Task
Scan the entries line by line and return those with "BookId".

Data for analysis
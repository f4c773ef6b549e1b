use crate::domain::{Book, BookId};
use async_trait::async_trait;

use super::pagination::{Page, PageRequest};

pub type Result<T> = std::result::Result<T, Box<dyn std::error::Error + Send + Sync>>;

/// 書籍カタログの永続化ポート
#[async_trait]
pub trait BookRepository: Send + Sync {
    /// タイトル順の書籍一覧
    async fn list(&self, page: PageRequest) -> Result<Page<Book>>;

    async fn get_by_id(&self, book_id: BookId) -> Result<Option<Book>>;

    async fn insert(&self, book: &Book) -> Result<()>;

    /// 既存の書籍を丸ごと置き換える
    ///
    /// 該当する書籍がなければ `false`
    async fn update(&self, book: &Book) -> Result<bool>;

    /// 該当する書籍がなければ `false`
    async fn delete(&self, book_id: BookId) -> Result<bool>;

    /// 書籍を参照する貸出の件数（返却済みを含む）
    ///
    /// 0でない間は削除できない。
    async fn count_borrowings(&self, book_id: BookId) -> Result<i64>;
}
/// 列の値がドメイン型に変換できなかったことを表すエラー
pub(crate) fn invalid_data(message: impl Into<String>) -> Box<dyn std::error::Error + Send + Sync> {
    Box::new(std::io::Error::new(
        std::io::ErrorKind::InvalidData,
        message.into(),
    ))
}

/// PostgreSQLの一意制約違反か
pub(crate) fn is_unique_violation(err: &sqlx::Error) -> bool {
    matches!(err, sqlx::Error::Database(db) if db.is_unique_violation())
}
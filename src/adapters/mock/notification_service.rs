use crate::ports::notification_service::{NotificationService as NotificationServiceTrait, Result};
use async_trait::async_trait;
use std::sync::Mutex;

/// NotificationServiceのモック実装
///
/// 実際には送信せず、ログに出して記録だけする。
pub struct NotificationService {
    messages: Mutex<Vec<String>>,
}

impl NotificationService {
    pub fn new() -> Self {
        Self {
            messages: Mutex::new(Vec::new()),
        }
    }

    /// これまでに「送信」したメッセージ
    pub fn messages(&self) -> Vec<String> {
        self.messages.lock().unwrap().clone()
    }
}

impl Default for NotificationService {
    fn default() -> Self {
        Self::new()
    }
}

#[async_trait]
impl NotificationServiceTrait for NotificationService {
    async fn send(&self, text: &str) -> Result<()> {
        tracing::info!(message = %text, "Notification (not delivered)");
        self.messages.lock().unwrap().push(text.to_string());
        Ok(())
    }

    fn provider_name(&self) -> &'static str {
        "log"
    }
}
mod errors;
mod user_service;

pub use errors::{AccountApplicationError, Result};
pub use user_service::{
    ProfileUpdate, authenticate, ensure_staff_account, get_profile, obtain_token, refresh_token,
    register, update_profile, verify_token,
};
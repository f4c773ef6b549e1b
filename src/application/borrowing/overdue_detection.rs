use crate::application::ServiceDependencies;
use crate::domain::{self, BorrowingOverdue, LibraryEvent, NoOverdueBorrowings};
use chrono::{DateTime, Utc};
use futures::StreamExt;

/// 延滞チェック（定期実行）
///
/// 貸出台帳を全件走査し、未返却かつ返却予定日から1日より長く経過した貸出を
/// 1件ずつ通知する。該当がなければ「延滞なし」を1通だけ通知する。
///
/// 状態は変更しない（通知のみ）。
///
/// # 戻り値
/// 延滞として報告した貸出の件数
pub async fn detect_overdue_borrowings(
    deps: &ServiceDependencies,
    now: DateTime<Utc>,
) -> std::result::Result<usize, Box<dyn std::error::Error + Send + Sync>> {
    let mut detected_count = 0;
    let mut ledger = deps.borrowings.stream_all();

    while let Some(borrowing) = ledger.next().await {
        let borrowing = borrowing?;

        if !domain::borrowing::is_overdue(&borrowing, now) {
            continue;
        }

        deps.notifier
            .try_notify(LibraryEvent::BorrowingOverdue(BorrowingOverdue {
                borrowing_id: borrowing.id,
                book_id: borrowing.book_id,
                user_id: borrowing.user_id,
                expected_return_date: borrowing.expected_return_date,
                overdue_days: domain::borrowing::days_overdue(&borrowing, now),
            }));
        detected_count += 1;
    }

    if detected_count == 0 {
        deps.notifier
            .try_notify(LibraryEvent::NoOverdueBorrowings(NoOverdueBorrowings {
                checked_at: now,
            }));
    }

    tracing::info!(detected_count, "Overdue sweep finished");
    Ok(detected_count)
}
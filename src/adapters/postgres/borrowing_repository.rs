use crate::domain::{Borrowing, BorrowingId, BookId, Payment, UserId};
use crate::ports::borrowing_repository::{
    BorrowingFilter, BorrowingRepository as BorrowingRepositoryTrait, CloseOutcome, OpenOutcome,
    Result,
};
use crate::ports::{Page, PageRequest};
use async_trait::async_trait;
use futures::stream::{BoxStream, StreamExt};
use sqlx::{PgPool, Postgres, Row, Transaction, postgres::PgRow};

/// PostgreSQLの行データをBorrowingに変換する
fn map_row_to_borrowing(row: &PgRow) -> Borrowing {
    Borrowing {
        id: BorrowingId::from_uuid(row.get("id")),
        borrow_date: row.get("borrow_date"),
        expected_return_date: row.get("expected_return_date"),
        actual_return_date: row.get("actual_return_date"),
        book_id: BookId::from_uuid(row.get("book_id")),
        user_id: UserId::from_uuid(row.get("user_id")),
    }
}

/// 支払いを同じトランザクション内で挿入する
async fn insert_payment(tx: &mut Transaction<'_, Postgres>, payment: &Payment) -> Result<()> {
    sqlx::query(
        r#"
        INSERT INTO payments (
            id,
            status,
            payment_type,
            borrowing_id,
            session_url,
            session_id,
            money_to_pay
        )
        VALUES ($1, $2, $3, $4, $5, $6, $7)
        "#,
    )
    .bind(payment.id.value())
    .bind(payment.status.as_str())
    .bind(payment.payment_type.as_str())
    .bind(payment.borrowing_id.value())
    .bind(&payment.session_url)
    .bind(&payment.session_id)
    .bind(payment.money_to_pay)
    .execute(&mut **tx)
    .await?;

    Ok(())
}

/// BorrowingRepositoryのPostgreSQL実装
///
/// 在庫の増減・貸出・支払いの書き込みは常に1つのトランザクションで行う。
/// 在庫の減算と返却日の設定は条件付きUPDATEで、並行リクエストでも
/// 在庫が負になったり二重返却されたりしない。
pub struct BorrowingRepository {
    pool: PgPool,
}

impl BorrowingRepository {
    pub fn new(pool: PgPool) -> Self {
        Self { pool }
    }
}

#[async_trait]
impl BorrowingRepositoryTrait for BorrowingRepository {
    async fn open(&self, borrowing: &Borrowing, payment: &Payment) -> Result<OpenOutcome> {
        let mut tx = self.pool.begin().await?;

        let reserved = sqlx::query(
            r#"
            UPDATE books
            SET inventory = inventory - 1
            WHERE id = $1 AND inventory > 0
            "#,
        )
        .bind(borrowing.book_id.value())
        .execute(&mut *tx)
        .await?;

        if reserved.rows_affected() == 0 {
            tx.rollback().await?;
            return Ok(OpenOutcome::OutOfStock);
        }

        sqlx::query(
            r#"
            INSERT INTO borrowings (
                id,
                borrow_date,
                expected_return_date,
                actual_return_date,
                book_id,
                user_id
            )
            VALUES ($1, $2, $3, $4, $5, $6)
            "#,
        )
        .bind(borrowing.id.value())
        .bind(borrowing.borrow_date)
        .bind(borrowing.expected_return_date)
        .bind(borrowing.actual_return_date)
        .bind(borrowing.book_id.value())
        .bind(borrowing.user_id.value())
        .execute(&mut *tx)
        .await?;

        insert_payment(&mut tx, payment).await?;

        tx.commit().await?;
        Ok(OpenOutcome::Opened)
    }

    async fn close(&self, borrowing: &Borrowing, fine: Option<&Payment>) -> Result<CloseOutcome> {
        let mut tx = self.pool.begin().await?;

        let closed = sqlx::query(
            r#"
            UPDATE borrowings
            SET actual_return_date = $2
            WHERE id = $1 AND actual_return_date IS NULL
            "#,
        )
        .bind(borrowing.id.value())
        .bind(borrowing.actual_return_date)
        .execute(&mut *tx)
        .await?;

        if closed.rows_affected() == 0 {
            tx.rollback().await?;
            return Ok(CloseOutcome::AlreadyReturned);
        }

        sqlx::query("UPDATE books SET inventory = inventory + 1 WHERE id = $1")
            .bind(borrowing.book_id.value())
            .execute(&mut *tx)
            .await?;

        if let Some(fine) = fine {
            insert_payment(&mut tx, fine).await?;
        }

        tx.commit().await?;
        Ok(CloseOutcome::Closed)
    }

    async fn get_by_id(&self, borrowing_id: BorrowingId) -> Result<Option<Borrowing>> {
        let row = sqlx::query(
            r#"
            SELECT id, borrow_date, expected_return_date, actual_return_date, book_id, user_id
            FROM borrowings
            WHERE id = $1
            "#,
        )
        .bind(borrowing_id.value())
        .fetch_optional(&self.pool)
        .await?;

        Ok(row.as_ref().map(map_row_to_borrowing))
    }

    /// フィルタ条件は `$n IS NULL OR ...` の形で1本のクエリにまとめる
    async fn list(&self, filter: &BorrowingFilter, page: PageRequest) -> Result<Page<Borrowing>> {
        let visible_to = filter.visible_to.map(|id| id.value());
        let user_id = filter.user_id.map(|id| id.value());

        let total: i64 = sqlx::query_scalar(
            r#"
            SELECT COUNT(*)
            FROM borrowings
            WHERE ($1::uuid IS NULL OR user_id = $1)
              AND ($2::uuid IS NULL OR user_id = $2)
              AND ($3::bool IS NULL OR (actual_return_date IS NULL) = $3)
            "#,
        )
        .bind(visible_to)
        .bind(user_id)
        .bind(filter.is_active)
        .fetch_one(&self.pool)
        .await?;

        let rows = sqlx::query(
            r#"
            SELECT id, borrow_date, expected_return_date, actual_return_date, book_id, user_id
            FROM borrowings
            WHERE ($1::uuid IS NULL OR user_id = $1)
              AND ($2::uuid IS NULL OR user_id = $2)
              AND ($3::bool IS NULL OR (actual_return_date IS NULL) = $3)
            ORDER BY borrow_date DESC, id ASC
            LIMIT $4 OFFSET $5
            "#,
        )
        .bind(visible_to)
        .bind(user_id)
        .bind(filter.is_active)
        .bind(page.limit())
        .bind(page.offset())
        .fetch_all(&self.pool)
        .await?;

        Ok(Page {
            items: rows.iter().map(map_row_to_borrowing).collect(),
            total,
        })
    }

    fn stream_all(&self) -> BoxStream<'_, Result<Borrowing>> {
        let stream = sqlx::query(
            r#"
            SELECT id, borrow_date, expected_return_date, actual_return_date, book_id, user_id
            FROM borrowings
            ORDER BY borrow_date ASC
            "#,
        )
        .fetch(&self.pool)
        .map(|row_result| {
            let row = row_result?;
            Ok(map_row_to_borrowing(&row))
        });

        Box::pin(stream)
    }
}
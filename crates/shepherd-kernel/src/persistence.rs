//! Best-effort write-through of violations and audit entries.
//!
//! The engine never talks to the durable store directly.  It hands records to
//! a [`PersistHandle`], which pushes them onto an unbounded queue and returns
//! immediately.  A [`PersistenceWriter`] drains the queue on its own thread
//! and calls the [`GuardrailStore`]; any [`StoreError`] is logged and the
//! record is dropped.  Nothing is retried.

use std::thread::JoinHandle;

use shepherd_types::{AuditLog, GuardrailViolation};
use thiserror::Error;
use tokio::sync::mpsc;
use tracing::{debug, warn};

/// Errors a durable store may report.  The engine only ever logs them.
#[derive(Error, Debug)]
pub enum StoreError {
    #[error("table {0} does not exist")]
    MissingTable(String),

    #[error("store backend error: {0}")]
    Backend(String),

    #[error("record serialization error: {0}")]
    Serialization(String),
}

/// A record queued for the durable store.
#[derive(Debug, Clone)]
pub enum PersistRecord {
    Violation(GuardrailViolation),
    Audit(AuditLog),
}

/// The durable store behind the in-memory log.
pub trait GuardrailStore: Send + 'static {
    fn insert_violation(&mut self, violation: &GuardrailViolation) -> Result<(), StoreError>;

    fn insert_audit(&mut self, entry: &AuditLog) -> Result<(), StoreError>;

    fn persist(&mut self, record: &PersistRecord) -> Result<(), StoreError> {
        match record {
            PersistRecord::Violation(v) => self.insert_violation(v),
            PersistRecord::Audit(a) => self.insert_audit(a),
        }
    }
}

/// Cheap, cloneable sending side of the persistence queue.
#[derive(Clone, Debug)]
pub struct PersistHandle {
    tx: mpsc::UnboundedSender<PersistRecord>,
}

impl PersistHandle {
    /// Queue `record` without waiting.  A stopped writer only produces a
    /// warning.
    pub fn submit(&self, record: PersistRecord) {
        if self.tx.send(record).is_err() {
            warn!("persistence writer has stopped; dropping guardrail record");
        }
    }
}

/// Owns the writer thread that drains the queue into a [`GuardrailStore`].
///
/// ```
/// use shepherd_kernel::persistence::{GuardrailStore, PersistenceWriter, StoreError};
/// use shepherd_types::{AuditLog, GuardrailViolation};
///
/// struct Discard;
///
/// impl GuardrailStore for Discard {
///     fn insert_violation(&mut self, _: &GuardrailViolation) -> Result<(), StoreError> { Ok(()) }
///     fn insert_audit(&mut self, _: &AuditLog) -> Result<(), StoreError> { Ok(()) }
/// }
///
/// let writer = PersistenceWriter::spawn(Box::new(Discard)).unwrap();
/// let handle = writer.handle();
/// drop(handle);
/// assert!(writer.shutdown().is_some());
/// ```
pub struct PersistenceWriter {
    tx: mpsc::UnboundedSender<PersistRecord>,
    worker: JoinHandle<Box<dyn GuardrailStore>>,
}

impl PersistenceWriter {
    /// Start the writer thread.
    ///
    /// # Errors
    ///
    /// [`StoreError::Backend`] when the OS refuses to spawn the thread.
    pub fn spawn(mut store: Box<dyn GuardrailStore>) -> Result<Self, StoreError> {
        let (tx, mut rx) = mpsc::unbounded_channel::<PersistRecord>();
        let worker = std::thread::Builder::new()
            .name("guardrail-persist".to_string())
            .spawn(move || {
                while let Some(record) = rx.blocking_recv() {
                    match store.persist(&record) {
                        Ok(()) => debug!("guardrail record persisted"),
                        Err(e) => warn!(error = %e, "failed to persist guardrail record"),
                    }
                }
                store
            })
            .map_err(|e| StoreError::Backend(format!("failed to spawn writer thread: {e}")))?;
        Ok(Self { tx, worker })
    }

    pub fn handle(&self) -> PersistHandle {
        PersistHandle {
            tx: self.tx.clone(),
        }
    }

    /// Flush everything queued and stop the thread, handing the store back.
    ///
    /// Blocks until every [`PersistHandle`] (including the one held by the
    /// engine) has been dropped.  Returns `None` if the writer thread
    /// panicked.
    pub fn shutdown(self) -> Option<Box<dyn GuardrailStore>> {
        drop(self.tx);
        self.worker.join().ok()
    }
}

Answer to the problem
use crate::domain::{Book, BookId};
    async fn get_by_id(&self, book_id: BookId) -> Result<Option<Book>>;
    async fn delete(&self, book_id: BookId) -> Result<bool>;
    async fn count_borrowings(&self, book_id: BookId) -> Result<i64>;
use crate::domain::{Borrowing, BorrowingId, BookId, Payment, UserId};
        book_id: BookId::from_uuid(row.get("book_id")),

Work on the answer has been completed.